How to complete this task -> Go through the records below and copy out every line that contains the word "fields".

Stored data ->
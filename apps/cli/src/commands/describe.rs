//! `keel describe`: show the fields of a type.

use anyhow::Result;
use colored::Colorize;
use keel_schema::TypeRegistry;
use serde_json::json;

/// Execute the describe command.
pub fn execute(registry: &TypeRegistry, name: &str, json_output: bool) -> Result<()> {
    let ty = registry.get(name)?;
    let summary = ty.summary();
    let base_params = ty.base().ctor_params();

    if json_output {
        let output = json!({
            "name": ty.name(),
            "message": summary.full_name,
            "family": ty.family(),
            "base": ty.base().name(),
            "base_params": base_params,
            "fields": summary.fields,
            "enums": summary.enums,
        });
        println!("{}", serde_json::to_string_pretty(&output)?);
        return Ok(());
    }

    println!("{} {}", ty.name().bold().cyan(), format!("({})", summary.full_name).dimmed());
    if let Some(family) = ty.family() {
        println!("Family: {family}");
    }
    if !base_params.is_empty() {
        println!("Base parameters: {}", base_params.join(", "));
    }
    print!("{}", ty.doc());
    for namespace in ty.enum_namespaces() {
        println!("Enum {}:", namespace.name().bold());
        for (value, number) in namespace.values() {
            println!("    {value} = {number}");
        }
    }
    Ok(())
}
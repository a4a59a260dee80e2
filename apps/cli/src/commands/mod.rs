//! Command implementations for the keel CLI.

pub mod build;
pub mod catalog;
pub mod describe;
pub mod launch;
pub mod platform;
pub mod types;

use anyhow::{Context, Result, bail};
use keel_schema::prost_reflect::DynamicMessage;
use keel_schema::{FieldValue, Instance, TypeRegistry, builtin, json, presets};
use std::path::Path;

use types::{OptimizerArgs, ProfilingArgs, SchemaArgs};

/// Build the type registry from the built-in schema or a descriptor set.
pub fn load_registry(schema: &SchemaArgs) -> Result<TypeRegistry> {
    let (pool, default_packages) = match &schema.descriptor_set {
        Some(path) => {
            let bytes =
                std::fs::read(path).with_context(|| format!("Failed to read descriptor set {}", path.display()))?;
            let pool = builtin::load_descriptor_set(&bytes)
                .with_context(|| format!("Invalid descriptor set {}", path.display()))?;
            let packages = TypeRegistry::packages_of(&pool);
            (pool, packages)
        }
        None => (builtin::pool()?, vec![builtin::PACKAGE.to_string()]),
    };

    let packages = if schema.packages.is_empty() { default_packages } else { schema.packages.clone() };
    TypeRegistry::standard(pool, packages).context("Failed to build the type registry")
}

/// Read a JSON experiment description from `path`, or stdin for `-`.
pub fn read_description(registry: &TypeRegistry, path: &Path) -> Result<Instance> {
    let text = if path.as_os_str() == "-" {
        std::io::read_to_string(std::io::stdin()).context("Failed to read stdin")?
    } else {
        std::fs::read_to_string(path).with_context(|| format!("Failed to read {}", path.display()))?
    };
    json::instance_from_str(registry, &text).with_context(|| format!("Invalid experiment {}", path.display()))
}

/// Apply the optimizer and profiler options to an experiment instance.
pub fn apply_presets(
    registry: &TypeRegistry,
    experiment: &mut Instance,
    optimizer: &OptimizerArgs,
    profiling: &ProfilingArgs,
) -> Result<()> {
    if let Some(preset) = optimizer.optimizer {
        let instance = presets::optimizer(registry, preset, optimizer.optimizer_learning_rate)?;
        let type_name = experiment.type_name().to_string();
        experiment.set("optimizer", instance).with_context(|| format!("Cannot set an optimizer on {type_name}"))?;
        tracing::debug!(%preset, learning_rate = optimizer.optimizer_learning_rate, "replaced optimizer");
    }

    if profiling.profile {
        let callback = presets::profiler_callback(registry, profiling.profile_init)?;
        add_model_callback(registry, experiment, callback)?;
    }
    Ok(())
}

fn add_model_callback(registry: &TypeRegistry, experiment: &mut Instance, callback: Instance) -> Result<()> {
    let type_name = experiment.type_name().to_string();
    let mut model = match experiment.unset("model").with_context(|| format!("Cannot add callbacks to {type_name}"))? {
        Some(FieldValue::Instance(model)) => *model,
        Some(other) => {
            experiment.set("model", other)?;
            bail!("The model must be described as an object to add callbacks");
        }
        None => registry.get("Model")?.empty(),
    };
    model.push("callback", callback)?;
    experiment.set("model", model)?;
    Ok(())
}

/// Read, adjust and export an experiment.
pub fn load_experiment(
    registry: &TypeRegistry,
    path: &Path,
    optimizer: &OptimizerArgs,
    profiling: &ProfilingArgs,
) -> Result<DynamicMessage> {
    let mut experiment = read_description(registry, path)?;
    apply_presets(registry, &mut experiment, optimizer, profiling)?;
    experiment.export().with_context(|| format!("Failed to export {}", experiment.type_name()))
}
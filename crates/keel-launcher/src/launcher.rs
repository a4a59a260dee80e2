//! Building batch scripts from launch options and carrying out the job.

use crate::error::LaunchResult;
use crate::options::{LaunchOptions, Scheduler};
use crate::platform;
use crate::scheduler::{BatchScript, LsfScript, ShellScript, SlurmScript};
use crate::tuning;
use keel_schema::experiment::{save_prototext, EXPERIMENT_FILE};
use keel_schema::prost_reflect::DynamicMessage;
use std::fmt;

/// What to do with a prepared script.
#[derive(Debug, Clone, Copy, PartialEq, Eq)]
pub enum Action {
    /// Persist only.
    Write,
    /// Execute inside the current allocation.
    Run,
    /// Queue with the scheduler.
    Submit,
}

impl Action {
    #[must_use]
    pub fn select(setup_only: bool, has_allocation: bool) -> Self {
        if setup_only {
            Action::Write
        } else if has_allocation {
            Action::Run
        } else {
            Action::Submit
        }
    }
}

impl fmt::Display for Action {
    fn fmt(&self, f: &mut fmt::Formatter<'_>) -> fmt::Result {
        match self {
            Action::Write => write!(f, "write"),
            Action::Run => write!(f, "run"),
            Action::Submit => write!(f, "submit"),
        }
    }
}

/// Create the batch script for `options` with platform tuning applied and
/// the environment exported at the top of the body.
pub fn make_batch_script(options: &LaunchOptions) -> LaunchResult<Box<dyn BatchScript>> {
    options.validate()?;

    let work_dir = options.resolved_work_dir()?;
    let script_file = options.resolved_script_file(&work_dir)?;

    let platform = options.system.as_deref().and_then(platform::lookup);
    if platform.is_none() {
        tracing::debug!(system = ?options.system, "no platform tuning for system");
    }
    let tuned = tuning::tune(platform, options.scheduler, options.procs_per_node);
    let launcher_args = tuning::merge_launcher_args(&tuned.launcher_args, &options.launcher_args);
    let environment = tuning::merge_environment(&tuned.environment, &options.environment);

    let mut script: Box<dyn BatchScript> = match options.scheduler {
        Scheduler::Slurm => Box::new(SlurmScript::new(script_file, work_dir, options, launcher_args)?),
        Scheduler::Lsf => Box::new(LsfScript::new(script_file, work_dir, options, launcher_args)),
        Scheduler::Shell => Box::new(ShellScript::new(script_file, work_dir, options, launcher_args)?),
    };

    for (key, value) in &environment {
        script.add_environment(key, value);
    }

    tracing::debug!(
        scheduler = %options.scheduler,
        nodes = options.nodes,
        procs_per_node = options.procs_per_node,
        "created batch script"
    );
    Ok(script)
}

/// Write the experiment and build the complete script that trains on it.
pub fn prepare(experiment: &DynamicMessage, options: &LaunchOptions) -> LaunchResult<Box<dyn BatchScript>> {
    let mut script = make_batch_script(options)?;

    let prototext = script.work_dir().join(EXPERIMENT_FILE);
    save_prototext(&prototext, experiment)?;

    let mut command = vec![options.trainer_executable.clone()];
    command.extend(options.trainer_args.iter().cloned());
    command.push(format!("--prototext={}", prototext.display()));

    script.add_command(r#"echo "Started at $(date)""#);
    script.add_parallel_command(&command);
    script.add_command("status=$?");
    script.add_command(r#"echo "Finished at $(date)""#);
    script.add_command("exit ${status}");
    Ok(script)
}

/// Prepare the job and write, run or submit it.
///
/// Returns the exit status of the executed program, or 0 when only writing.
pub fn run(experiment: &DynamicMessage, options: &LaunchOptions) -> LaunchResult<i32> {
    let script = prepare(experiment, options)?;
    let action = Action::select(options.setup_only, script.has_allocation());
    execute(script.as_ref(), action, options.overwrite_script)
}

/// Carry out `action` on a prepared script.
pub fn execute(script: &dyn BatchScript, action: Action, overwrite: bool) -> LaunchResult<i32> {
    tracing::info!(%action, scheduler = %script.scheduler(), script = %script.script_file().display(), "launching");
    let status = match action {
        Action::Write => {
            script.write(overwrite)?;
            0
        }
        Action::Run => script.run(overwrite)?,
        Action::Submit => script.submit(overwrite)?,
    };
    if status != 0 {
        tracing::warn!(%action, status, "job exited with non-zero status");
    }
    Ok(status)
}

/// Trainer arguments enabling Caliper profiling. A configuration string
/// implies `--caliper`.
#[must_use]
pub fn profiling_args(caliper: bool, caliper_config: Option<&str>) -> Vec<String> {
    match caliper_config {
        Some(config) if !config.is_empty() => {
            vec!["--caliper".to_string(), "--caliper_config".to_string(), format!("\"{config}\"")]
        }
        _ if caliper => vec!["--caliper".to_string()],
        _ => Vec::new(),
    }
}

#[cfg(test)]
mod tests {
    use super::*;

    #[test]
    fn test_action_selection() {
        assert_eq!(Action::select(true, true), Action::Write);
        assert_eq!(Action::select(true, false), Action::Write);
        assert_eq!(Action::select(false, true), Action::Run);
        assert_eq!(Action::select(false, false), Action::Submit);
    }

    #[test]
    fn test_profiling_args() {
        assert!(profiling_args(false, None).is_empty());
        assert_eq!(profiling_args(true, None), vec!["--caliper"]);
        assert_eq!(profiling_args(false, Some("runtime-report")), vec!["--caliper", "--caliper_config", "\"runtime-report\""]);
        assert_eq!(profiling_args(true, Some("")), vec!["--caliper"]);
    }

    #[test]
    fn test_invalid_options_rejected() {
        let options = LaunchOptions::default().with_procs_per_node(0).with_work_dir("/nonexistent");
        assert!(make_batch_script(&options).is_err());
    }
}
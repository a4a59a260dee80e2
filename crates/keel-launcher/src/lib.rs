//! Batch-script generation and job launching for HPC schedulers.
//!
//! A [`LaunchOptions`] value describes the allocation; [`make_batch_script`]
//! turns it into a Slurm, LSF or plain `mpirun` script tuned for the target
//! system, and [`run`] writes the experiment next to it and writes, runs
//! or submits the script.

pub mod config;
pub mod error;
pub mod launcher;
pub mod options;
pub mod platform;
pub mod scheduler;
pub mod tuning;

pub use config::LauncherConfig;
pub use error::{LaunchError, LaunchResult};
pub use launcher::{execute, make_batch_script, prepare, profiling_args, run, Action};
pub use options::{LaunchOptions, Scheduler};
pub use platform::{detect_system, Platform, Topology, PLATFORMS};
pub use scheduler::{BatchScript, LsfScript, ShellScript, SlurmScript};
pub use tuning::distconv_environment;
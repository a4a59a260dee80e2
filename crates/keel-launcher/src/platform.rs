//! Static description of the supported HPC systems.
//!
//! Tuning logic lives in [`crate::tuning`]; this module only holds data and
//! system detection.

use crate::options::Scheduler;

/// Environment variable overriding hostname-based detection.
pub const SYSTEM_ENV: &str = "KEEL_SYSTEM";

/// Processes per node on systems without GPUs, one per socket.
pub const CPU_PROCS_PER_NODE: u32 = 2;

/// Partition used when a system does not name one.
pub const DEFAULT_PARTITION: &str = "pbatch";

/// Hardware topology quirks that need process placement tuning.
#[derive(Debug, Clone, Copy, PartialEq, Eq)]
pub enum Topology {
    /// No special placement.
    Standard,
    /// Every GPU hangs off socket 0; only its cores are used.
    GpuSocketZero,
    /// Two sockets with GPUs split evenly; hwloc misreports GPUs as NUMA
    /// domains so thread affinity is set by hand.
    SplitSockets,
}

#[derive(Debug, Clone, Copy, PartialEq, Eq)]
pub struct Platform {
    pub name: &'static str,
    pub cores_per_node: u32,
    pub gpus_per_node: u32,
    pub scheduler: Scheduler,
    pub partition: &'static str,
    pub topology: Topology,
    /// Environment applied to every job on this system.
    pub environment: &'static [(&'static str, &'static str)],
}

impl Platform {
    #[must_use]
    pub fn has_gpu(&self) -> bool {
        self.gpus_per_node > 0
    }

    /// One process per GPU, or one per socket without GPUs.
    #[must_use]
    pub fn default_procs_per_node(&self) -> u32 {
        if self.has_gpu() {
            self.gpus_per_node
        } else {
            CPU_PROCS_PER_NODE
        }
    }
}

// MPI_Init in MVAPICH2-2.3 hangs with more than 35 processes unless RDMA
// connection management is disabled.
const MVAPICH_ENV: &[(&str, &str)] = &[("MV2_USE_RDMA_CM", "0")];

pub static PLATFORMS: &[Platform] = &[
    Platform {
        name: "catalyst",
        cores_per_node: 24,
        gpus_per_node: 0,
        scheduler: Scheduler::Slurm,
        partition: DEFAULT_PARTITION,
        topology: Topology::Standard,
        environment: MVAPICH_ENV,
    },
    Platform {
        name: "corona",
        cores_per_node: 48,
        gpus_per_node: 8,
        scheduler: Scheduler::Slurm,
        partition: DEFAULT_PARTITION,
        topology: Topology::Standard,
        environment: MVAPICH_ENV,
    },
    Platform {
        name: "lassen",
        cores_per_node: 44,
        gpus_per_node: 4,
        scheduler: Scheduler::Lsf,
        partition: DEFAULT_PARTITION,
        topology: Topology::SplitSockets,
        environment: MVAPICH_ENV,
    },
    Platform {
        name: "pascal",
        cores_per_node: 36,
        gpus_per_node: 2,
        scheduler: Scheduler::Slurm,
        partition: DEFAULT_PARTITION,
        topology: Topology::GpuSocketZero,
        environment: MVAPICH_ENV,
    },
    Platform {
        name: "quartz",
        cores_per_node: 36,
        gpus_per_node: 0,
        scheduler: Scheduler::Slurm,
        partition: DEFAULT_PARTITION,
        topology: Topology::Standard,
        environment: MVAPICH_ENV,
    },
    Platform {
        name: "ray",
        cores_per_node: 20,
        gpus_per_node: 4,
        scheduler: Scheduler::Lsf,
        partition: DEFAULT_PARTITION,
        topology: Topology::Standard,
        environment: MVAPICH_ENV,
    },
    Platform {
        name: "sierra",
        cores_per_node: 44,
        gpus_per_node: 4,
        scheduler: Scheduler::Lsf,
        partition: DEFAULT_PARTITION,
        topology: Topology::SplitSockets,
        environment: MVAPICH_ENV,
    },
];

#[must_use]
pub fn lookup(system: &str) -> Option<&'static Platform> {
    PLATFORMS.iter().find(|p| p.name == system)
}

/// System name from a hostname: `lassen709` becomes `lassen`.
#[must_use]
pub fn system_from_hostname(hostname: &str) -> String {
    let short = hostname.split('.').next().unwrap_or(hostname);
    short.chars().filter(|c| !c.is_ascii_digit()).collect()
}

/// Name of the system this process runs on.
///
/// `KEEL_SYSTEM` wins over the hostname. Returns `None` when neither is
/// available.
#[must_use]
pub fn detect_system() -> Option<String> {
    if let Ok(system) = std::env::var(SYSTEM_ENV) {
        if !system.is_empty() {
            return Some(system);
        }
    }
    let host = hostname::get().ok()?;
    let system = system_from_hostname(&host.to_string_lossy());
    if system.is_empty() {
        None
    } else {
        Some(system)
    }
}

Reply ->
//! `keel describe`: show the fields of a type.
            "fields": summary.fields,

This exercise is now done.